Guest blog by Ewan Campbell, composer of Glynde.
In many ways cartography is to a landscape, what music notation is to sound. They both use two-dimensional visualisations to represent something which is multi-dimensional, and in the process create a beautiful pictorial format of their own. My map enthusiasm is driven by a desire for the overview that a maps offers, and the scope to explore the virtual depiction of a landscape.
There is however a crucial difference between the two idioms: music is always experienced through the temporal dimension, and time, as we know it, can only ever run forwards. No matter how many repeats, verses, loops or recapitulations a composer may decide to add there is always a beginning which at some moment later must be followed by an ending. As a result traditional music notation is linear, and read forwards like a book. The aim of my cartographic music is to make the musical form visible. The 2-dimensional score offers a structural overview of the virtual musical soundscape, which can be imaginatively entered into, just as one would ‘read’ a topographical map.
Many of my cartographic scores incorporate map-derived concepts such as roads, junctions, borders, and even a river delta in one early piano piece. Often the performer has a degree of freedom to navigate their own path through the map of musical fragments – as a hill walker uses a map to find their route through a landscape, so too can a performer use a cartographic score to make strategic structural decisions during performance. There are some precursors to this concept in the musical world, with pieces such as Stockhausen’s 2-dimensional Klavierstüke XI from 1955, but I believe there is huge potential for more innovation.
A musical tube map
In recent works I have taken to writing directly onto existing maps, and my first iteration of this idea was of a piece using the London tube map, in which musical fragments replace the tube stations. London, he felt fairly certain, had always been London was written for The Hermes Experiment, an ensemble of four players: voice, clarinet, harp and double bass, each of which play from their own map. They play it frequently in the city, always starting together from the nearest tube station but diverging freely after that. No two performances are the same, even though they may contain the same music, which seems like the only fair representation of a multi-faceted, multi-dimensional, multi-experiential city such as London.

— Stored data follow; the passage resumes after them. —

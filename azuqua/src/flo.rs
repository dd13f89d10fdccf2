// Licensed to the Apache Software Foundation (ASF) under one
// or more contributor license agreements.  See the NOTICE file
// distributed with this work for additional information
// regarding copyright ownership.  The ASF licenses this file
// to you under the Apache License, Version 2.0 (the
// "License"); you may not use this file except in compliance
// with the License.  You may obtain a copy of the License at
//
//   http://www.apache.org/licenses/LICENSE-2.0
//
// Unless required by applicable law or agreed to in writing,
// software distributed under the License is distributed on an
// "AS IS" BASIS, WITHOUT WARRANTIES OR CONDITIONS OF ANY
// KIND, either express or implied.  See the License for the
// specific language governing permissions and limitations
// under the License.

//! Azuqua flo api with convenience APIs.

pub use azuqua_flo::*;

#[cfg(feature = "default-context")]
use crate::default_context;

/// Create a flo client with the default context.
///
/// This function creates a client with:
/// - Default context (tokio file reader, reqwest http client, OS env)
/// - Credentials from `AZUQUA_ACCESS_KEY` and `AZUQUA_ACCESS_SECRET`, or the
///   legacy `ACCESS_KEY` and `ACCESS_SECRET`
/// - `https://api.azuqua.com:443`
///
/// # Example
///
/// ```no_run
/// # #[tokio::main]
/// # async fn main() -> azuqua::Result<()> {
/// let client = azuqua::flo::default_client();
/// let flos = client.flos(azuqua::flo::RequestParams::new()).await?;
/// # Ok(())
/// # }
/// ```
#[cfg(feature = "default-context")]
pub fn default_client() -> Client {
    Client::new(default_context(), Config::new())
}

/// Create a flo client with the default context and the given config.
///
/// Credentials set on `config` win over env.
#[cfg(feature = "default-context")]
pub fn default_client_with_config(config: Config) -> Client {
    Client::new(default_context(), config)
}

Glynde is my first collaboration with Ordnance Survey, and involves using the contour lines of a topographical map as the five lines of a musical stave. The map is of a hill near Lewes, in East Sussex, which features the Glyndebourne opera house, and hence is written for a solo soprano, using an existing piece of British operatic music as its basis: Henry Purcell’s Dido’s Lament.
This lament begins with the line “When I am laid in earth”, and was chosen due to the historical significance of Saxon Down as a burial ground. However, the music also has an intimate relationship with the natural landscape itself, and hence with the topographical map. The musical stave (which begins and ends straight) is contorted by the landscape deviating up valleys, looping around quarries, and digressing wildly along a ridge. These contortions trigger musical deviations, and the result is a refracted and distorted version of this famous aria melody. The musical staves chart a path around the hill, remaining always at the same elevation, and I like to imagine walking the route whilst singing the music.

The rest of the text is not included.